A garden patch behind their Blue Ridge residence provided vegetables for the Baugh table. Other foodstuffs were grown on the Baugh farm in Mineral Bluff. A cool cellar beneath the house provide a place for storing the food canned and preserved for winter use. The house was a popular gathering place for relatives and visitors. 

In 1924, son James, age 13, became quite ill. His parents sent an urgent call to Mary Baugh's brother, Dr. Francis Geisler of Turtletown and he diagnosed acute appendicitis. He summoned Dr. Fred Kimsey of Ducktown, and together they performed an emergency operation in the kitchen of the house. James recovered, thanks to the expertise of the doctors and the faithful ministrations of Nurse Stanfield who attended James for several weeks following surgery. The last Baugh descendant to live in the house was Miss Eva Mae Baugh (who never married). 

On November 25, 1987, the City of Blue Ridge (Taylor Stanley, Mayor) purchased the James Walden Baugh house. The responsibility of establishing the house as a museum was assigned to the Fannin County Heritage Foundation, Inc. Plans were formulated for restoring the house. Repair work began immediately, but it was not until September 1991 that a comprehensive plan for its restoration was drawn up by Ed Howard, president of Builders Association, assisted by Dale Dyer and Cheryl Fowler-Day. A comprehensive Baugh House Museum Development Plan was published in 1992 prepared for the Historical Foundation by Historic Preservation Services of Macon, Georgia. Grants of $6,000 from the Levi Strauss & Co. LEAP awards and $5,000 from the Department of Natural Resources, Historic Preservation Section, boosted the work, together with much "in-kind" volunteer labor. 

Many have done volunteer work on the restoration, with the City of Blue Ridge Council and Mayor Robert Green offering help from offenders who were required to work community service hours for their penalty. Much credit for the restoration is due to the volunteer efforts of Elizabeth Abernathy Simonds who served as chairman of the Baugh House restoration and Lewis Simonds who was general overseer of the work. 

In the textile rooms, second floor, is a loom more than 150 years old originally used by the Hunt family, early settlers in the county. A loom of about 1930s vintage is on loan from the Fannin County Homemakers Council.
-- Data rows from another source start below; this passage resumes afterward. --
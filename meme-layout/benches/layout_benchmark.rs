use criterion::{criterion_group, criterion_main, Criterion};
use std::hint::black_box;
use meme_core::{PositionId, SizeClass};
use meme_layout::{fit, layout_block, wrap};
use meme_text::{FontHandle, FontResolver};

const CAPTION: &str = "WHEN YOU FINALLY FIX THE BUG BUT HAVE NO IDEA WHY IT WORKS NOW";

fn bench_wrap(c: &mut Criterion) {
    let mut font = FontResolver::default().resolve();
    c.bench_function("wrap_caption_48px", |b| {
        b.iter(|| wrap(&mut font, black_box(CAPTION), 48, 450));
    });
}

fn bench_fit_large(c: &mut Criterion) {
    let mut font = FontResolver::default().resolve();
    c.bench_function("fit_large_1000x1000", |b| {
        b.iter(|| fit(&mut font, black_box(CAPTION), SizeClass::Large, 1000, 1000));
    });
}

fn bench_fit_overflow(c: &mut Criterion) {
    // Worst case: every size step is tried.
    let mut font = FontResolver::default().resolve();
    let text = CAPTION.repeat(6);
    c.bench_function("fit_overflow_to_floor", |b| {
        b.iter(|| fit(&mut font, black_box(&text), SizeClass::Large, 1200, 1200));
    });
}

fn bench_layout_all_positions(c: &mut Criterion) {
    let mut font = FontHandle::fallback();
    c.bench_function("layout_all_positions_bitmap", |b| {
        b.iter(|| {
            for position in PositionId::ALL {
                black_box(layout_block(
                    &mut font,
                    CAPTION,
                    position,
                    SizeClass::Auto,
                    800,
                    600,
                ));
            }
        });
    });
}

criterion_group!(
    benches,
    bench_wrap,
    bench_fit_large,
    bench_fit_overflow,
    bench_layout_all_positions,
);
criterion_main!(benches);
//! CLI argument definitions.

use clap::{Parser, Subcommand};
use std::path::PathBuf;

use meme_core::{PositionId, SizeClass, TextBlock};

/// meme - caption images with classic stroked meme text
#[derive(Parser, Debug)]
#[command(name = "meme")]
#[command(version, about, long_about = None)]
pub struct Cli {
    #[command(subcommand)]
    pub command: Commands,
}

#[derive(Subcommand, Debug)]
pub enum Commands {
    /// Caption an image and write the result as JPEG
    #[command(alias = "r")]
    Render(RenderArgs),

    /// List anchor positions and size classes
    Positions,
}

/// Arguments for the render command
#[derive(Parser, Debug)]
pub struct RenderArgs {
    /// Source image (JPEG, PNG or WebP)
    #[arg(short = 'i', long = "image")]
    pub image: PathBuf,

    /// Text block as <position>:<size>:<text>, e.g. top:large:hello there
    #[arg(short = 'b', long = "block", value_parser = parse_block)]
    pub blocks: Vec<TextBlock>,

    /// JSON file with a list of {"text", "position", "font_size"} objects
    #[arg(long = "blocks")]
    pub blocks_file: Option<PathBuf>,

    /// Directory for generated memes (overrides the config file)
    #[arg(short = 'o', long = "output-dir")]
    pub output_dir: Option<PathBuf>,

    /// JSON render config
    #[arg(short = 'c', long = "config")]
    pub config: Option<PathBuf>,

    /// Font file to try, in order; replaces the configured list
    #[arg(short = 'f', long = "font")]
    pub fonts: Vec<PathBuf>,

    /// JPEG quality, 75-100 (overrides the config file; default 92)
    #[arg(short = 'q', long = "quality", value_parser = clap::value_parser!(u8).range(75..=100))]
    pub quality: Option<u8>,
}

/// Parse `<position>:<size>:<text>`. The text may itself contain colons.
pub fn parse_block(arg: &str) -> Result<TextBlock, String> {
    let mut parts = arg.splitn(3, ':');
    let (Some(position), Some(size), Some(text)) = (parts.next(), parts.next(), parts.next())
    else {
        return Err(format!("expected <position>:<size>:<text>, got {arg:?}"));
    };

    let position: PositionId = position.trim().parse().map_err(|e| format!("{e}"))?;
    let size_class = parse_size_class(size.trim())?;
    let block = TextBlock::new(text, position, size_class);
    block.validate().map_err(|e| e.to_string())?;
    Ok(block)
}

fn parse_size_class(name: &str) -> Result<SizeClass, String> {
    SizeClass::ALL
        .into_iter()
        .find(|size| size.as_str() == name)
        .ok_or_else(|| {
            let known: Vec<_> = SizeClass::ALL.iter().map(|s| s.as_str()).collect();
            format!("unknown size {name:?} (expected one of {})", known.join(", "))
        })
}

// ===================================================================
// Tests
// ===================================================================
//! Text engine: measures and rasterizes lines using `cosmic-text`.
//!
//! Each engine owns a private `FontSystem` holding exactly one face, loaded
//! from a file path, plus a `SwashCache` for glyph rasterization. Lines are
//! shaped without wrapping; wrapping is the layout crate's job.
//!
//! Measurements are ink bounds (the union of the glyph bitmap placements),
//! relative to the left pen position at the top of the line box. A small
//! LRU memo keeps auto-fit from re-shaping the same word at the same size.

use cosmic_text::{
    fontdb, Attrs, Buffer, Family, FontSystem, Metrics, Shaping, Stretch, Style, SwashCache,
    SwashContent, Weight,
};
use lru::LruCache;
use std::num::NonZeroUsize;
use std::path::{Path, PathBuf};
use thiserror::Error;

use crate::mask::CoverageMask;
use crate::measure::{BoundingBox, Measure};

/// Distinct `(size, text)` measurements remembered per engine.
const MEASURE_CACHE_CAPACITY: usize = 1024;

#[derive(Error, Debug)]
pub enum FontError {
    #[error("failed to read font file {}: {source}", .path.display())]
    Io {
        path: PathBuf,
        #[source]
        source: std::io::Error,
    },
    #[error("no usable font face in {}", .0.display())]
    NoFaces(PathBuf),
}

/// One glyph bitmap positioned in line coordinates.
struct GlyphBitmap {
    left: i32,
    top: i32,
    width: u32,
    height: u32,
    coverage: Vec<u8>,
}

impl GlyphBitmap {
    fn bounds(&self) -> BoundingBox {
        BoundingBox::new(
            self.left,
            self.top,
            self.left + self.width as i32,
            self.top + self.height as i32,
        )
    }
}

/// Single-face text engine wrapping cosmic-text.
pub struct TextEngine {
    font_system: FontSystem,
    swash_cache: SwashCache,
    path: PathBuf,
    family: String,
    weight: Weight,
    style: Style,
    stretch: Stretch,
    measure_cache: LruCache<(u32, String), BoundingBox>,
}

impl TextEngine {
    /// Load the first face of a font file.
    pub fn from_file(path: &Path) -> Result<Self, FontError> {
        let mut db = fontdb::Database::new();
        db.load_font_file(path).map_err(|source| FontError::Io {
            path: path.to_path_buf(),
            source,
        })?;

        let (family, weight, style, stretch) = {
            let face = db
                .faces()
                .next()
                .ok_or_else(|| FontError::NoFaces(path.to_path_buf()))?;
            let family = face
                .families
                .first()
                .map(|(name, _)| name.clone())
                .ok_or_else(|| FontError::NoFaces(path.to_path_buf()))?;
            (family, face.weight, face.style, face.stretch)
        };

        log::debug!(
            "TextEngine: loaded {:?} (weight {}) from {}",
            family,
            weight.0,
            path.display()
        );

        let capacity = NonZeroUsize::new(MEASURE_CACHE_CAPACITY).unwrap_or(NonZeroUsize::MIN);
        Ok(Self {
            font_system: FontSystem::new_with_locale_and_db(String::from("en-US"), db),
            swash_cache: SwashCache::new(),
            path: path.to_path_buf(),
            family,
            weight,
            style,
            stretch,
            measure_cache: LruCache::new(capacity),
        })
    }

    /// File the face was loaded from.
    pub fn path(&self) -> &Path {
        &self.path
    }

    /// Family name reported by the face.
    pub fn family(&self) -> &str {
        &self.family
    }

    /// Number of memoized measurements.
    pub fn cached_measurements(&self) -> usize {
        self.measure_cache.len()
    }

    /// Rasterize one line into a coverage mask positioned like [`Measure::measure`].
    pub fn rasterize(&mut self, font_size: u32, text: &str) -> CoverageMask {
        let glyphs = self.shape_line(font_size, text);
        let bounds = glyphs
            .iter()
            .fold(BoundingBox::EMPTY, |acc, g| acc.union(&g.bounds()));

        let mut mask = CoverageMask::new(bounds);
        for g in &glyphs {
            mask.blit(g.left, g.top, g.width, g.height, &g.coverage);
        }
        mask
    }

    /// Shape a single unwrapped line and rasterize every glyph via swash.
    fn shape_line(&mut self, font_size: u32, text: &str) -> Vec<GlyphBitmap> {
        if text.is_empty() {
            return Vec::new();
        }

        let px = font_size.max(1) as f32;
        let metrics = Metrics::new(px, px);
        let attrs = Attrs::new()
            .family(Family::Name(&self.family))
            .weight(self.weight)
            .style(self.style)
            .stretch(self.stretch);

        let mut buffer = Buffer::new(&mut self.font_system, metrics);
        buffer.set_size(&mut self.font_system, None, None);
        buffer.set_text(&mut self.font_system, text, attrs, Shaping::Advanced);
        buffer.shape_until_scroll(&mut self.font_system, false);

        let mut glyphs = Vec::new();
        for run in buffer.layout_runs() {
            for glyph in run.glyphs.iter() {
                let physical = glyph.physical((0.0, run.line_y), 1.0);

                let Some(image) = self
                    .swash_cache
                    .get_image(&mut self.font_system, physical.cache_key)
                else {
                    continue; // whitespace or missing glyph
                };

                let placement = image.placement;
                if placement.width == 0 || placement.height == 0 {
                    continue;
                }

                let coverage = match image.content {
                    SwashContent::Mask => image.data.clone(),
                    SwashContent::Color | SwashContent::SubpixelMask => {
                        image.data.chunks_exact(4).map(|px| px[3]).collect()
                    }
                };

                glyphs.push(GlyphBitmap {
                    left: physical.x + placement.left,
                    top: physical.y - placement.top,
                    width: placement.width,
                    height: placement.height,
                    coverage,
                });
            }
        }
        glyphs
    }
}

impl Measure for TextEngine {
    fn measure(&mut self, font_size: u32, text: &str) -> BoundingBox {
        if text.is_empty() {
            return BoundingBox::EMPTY;
        }

        let key = (font_size, text.to_string());
        if let Some(bounds) = self.measure_cache.get(&key) {
            return *bounds;
        }

        let bounds = self
            .shape_line(font_size, text)
            .iter()
            .fold(BoundingBox::EMPTY, |acc, g| acc.union(&g.bounds()));
        self.measure_cache.put(key, bounds);
        bounds
    }
}

// ===================================================================
// Tests
// ===================================================================
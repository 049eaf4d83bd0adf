//! meme: command-line front end for the meme text-layout engine.

mod cli;

use anyhow::{bail, Context, Result};
use clap::Parser;
use log::info;

use meme_core::{parse_blocks_json, PositionId, SizeClass, TextBlock};
use meme_render::{Compositor, RenderConfig};

use crate::cli::{Cli, Commands, RenderArgs};

fn main() -> Result<()> {
    env_logger::Builder::from_env(env_logger::Env::default().default_filter_or("info")).init();

    let cli = Cli::parse();
    match cli.command {
        Commands::Render(args) => render(args),
        Commands::Positions => {
            print_positions();
            Ok(())
        }
    }
}

/// Config file first, then CLI overrides on top.
fn build_config(args: &RenderArgs) -> Result<RenderConfig> {
    let mut config = match &args.config {
        Some(path) => RenderConfig::from_json_file(path)
            .with_context(|| format!("loading config {}", path.display()))?,
        None => RenderConfig::default(),
    };

    if let Some(dir) = &args.output_dir {
        config.output_dir = dir.clone();
    }
    if !args.fonts.is_empty() {
        config.font_paths = args.fonts.clone();
    }
    if let Some(quality) = args.quality {
        config.jpeg_quality = quality;
    }
    Ok(config)
}

fn collect_blocks(args: &RenderArgs) -> Result<Vec<TextBlock>> {
    let mut blocks = Vec::new();

    if let Some(path) = &args.blocks_file {
        let json = std::fs::read_to_string(path)
            .with_context(|| format!("reading blocks from {}", path.display()))?;
        let parsed = parse_blocks_json(&json)
            .with_context(|| format!("parsing blocks from {}", path.display()))?;
        for (index, block) in parsed.iter().enumerate() {
            block
                .validate()
                .with_context(|| format!("block {index} in {}", path.display()))?;
        }
        blocks.extend(parsed);
    }
    blocks.extend(args.blocks.iter().cloned());

    if blocks.is_empty() {
        bail!("no text blocks given; use --block or --blocks");
    }
    Ok(blocks)
}

fn render(args: RenderArgs) -> Result<()> {
    let config = build_config(&args)?;
    let blocks = collect_blocks(&args)?;

    info!(
        "rendering {} block(s) onto {}",
        blocks.len(),
        args.image.display()
    );

    let compositor = Compositor::new(config);
    let meme = compositor
        .generate(args.image.as_path(), &blocks)
        .with_context(|| format!("generating meme from {}", args.image.display()))?;

    if meme.stats.bitmap_fallback {
        log::warn!("no TrueType font found, used the built-in bitmap font");
    }
    println!("{}", meme.path.display());
    Ok(())
}

fn print_positions() {
    println!("{:<10} {:>6} {:>6}  {:<7} {:<7}", "position", "x", "y", "h", "v");
    for position in PositionId::ALL {
        let g = meme_layout::resolve(position);
        println!(
            "{:<10} {:>6.2} {:>6.2}  {:<7} {:<7}",
            position.as_str(),
            g.x_ratio,
            g.y_ratio,
            format!("{:?}", g.h_align).to_lowercase(),
            format!("{:?}", g.v_align).to_lowercase(),
        );
    }

    println!();
    println!("{:<10} {:>6}", "size", "ratio");
    for size in SizeClass::ALL {
        println!("{:<10} {:>6.2}", size.as_str(), size.height_ratio());
    }
}

// ===================================================================
// Tests
// ===================================================================
use criterion::{criterion_group, criterion_main, Criterion};
use std::hint::black_box;
use meme_text::{FontHandle, FontResolver, Measure};

fn bench_resolve(c: &mut Criterion) {
    let resolver = FontResolver::default();
    c.bench_function("resolve_font", |b| {
        b.iter(|| black_box(resolver.resolve()));
    });
}

fn bench_measure_words(c: &mut Criterion) {
    let mut font = FontResolver::default().resolve();
    let words = ["ONE", "DOES", "NOT", "SIMPLY", "WALK", "INTO", "MORDOR"];

    c.bench_function("measure_words_memoized", |b| {
        b.iter(|| {
            for word in words {
                black_box(font.measure(black_box(64), word));
            }
        });
    });
}

fn bench_rasterize_line(c: &mut Criterion) {
    let mut font = FontResolver::default().resolve();
    c.bench_function("rasterize_line_64px", |b| {
        b.iter(|| black_box(font.rasterize(64, black_box("ONE DOES NOT SIMPLY"))));
    });
}

fn bench_rasterize_bitmap(c: &mut Criterion) {
    let mut font = FontHandle::fallback();
    c.bench_function("rasterize_line_bitmap", |b| {
        b.iter(|| black_box(font.rasterize(16, black_box("ONE DOES NOT SIMPLY"))));
    });
}

criterion_group!(
    benches,
    bench_resolve,
    bench_measure_words,
    bench_rasterize_line,
    bench_rasterize_bitmap,
);
criterion_main!(benches);
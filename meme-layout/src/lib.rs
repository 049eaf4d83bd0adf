//! # meme-layout
//!
//! Turns a caption plus an anchor into positioned lines: wraps words against
//! measured widths, shrinks the font until the block fits its vertical
//! budget, then resolves per-line pixel origins.
//!
//! ## Pipeline
//!
//! ```text
//! (text, PositionId, SizeClass, image w×h)
//!     │
//!     ├── anchor::resolve(position) ──► Geometry
//!     ├── fit::fit(...)             ──► font size, wrapped lines, stroke   (uses wrap::wrap)
//!     ├── anchor::measure_lines     ──► RenderedLine { width, height }
//!     └── anchor::place(...)        ──► (x, y) per line
//!     ▼
//! bridge::BlockLayout { PlacedLine* }
//! ```
//!
//! Every step is a pure function of its inputs and a [`Measure`](meme_text::Measure)
//! implementation. Nothing here fails: oversized text falls back to the
//! floor font size, and out-of-bounds anchors are clamped.

pub mod anchor;
pub mod bridge;
pub mod fit;
pub mod wrap;

pub use anchor::{measure_lines, place, resolve, Geometry, RenderedLine};
pub use bridge::{layout_block, BlockLayout, PlacedLine};
pub use fit::{fit, FitResult, MIN_FONT_SIZE};
pub use wrap::wrap;
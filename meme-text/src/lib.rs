//! # meme-text
//!
//! Font resolution, text measurement and glyph rasterization for the meme
//! engine.
//!
//! ## Architecture
//!
//! ```text
//! FontResolver (ordered candidate paths)
//!     │ resolve()
//!     ▼
//! FontHandle ──┬── Outline(TextEngine)   cosmic-text FontSystem + SwashCache
//!              └── Bitmap(BitmapFont)    built-in 16px ASCII fallback
//!     │
//!     ├── measure(size, text)   ──► BoundingBox   (Measure trait)
//!     └── rasterize(size, text) ──► CoverageMask  (8-bit alpha, one line)
//! ```
//!
//! - **`fonts`**: candidate path list, [`FontResolver`], [`FontHandle`].
//! - **`engine`**: TrueType/OpenType measurement and rasterization.
//! - **`bitmap`**: fixed-size fallback font.
//! - **`mask`**: [`CoverageMask`], the per-line alpha buffer.
//! - **`measure`**: [`BoundingBox`] and the [`Measure`] trait.

pub mod bitmap;
pub mod engine;
pub mod fonts;
pub mod mask;
pub mod measure;

// Re-exports for ergonomic use.
pub use bitmap::BitmapFont;
pub use engine::{FontError, TextEngine};
pub use fonts::{FontHandle, FontResolver, DEFAULT_FONT_PATHS};
pub use mask::CoverageMask;
pub use measure::{BoundingBox, Measure};
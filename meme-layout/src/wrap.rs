//! Greedy word wrapping against measured pixel widths.

use meme_text::Measure;

/// Pack whitespace-separated words into lines no wider than `max_width`.
///
/// Words are never split: a word wider than `max_width` gets a line of its
/// own. Always returns at least one line (`""` for blank input).
pub fn wrap<M: Measure + ?Sized>(
    measure: &mut M,
    text: &str,
    font_size: u32,
    max_width: u32,
) -> Vec<String> {
    let mut lines = Vec::new();
    let mut current = String::new();

    for word in text.split_whitespace() {
        let candidate = if current.is_empty() {
            word.to_string()
        } else {
            format!("{current} {word}")
        };

        if measure.measure(font_size, &candidate).width() <= max_width {
            current = candidate;
        } else {
            if !current.is_empty() {
                lines.push(std::mem::take(&mut current));
            }
            current = word.to_string();
        }
    }

    if !current.is_empty() {
        lines.push(current);
    }
    if lines.is_empty() {
        lines.push(String::new());
    }
    lines
}

// ===================================================================
// Tests
// ===================================================================
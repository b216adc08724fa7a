//! Bounded-concurrency scheduler
//!
//! A [`Scheduler`] owns one admission [`JobQueue`] and a fixed set of
//! [`Worker`]s attached to it. Workers are started and stopped by the
//! scheduler's control loop as queue pressure rises and falls.

pub mod job;
pub mod queue;
pub mod worker;
pub mod core;

pub use self::core::{global, Scheduler, SchedulerConfig, SchedulerStats, GLOBAL_SCHEDULER};
pub use job::Job;
pub use queue::{ArrayQueue, JobQueue, LinkedQueue, Queue, QueueType};
pub use worker::{Worker, WorkerConfig, WorkerId, WorkerState, WorkerStats};
//! Error types for rust-pool
//!
//! Admission failures are not errors: `Scheduler::add` reports them as `false`.
//! Everything here is a configuration or lifecycle failure.

use thiserror::Error;
use crate::scheduler::queue::QueueType;

/// Main error type for rust-pool operations
#[derive(Error, Debug)]
pub enum Error {
    /// Scheduler configuration was rejected
    #[error("Invalid pool configuration: {reason}")]
    InvalidConfig {
        /// Reason the configuration was rejected
        reason: String
    },

    /// Queue type is declared but has no admission policy behind it
    #[error("Queue type {0:?} is not supported")]
    UnsupportedQueue(QueueType),

    /// Worker thread could not be spawned
    #[error("Failed to spawn worker thread: {reason}")]
    SpawnError {
        /// Reason for the spawn failure
        reason: String
    },

    /// Operation refused because the scheduler is shutting down
    #[error("Scheduler is shut down")]
    SchedulerShutdown,

    /// Runtime error
    #[error("Runtime error: {reason}")]
    RuntimeError {
        /// Reason for the runtime error
        reason: String
    },

    /// Timeout error
    #[error("Operation timed out")]
    Timeout,
}

impl Error {
    pub(crate) fn invalid_config(reason: impl Into<String>) -> Self {
        Error::InvalidConfig { reason: reason.into() }
    }
}

/// Convenient result type alias
pub type Result<T> = std::result::Result<T, Error>;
A handmade quilting frame is typical of those used in pioneer homes in the mountains. 

In 1996, a designated gift from their children to the Heritage Foundation honored Dr. Herbert M. Olnick and Praise Long Olnick. The first floor north room is the Olnick Genealogy Room. 

The James Baugh house is a testament to a once thriving business, the Baugh brickyards, and the attention to detail and solid construction of a late nineteenth century dwelling, a museum house monument to pride in work.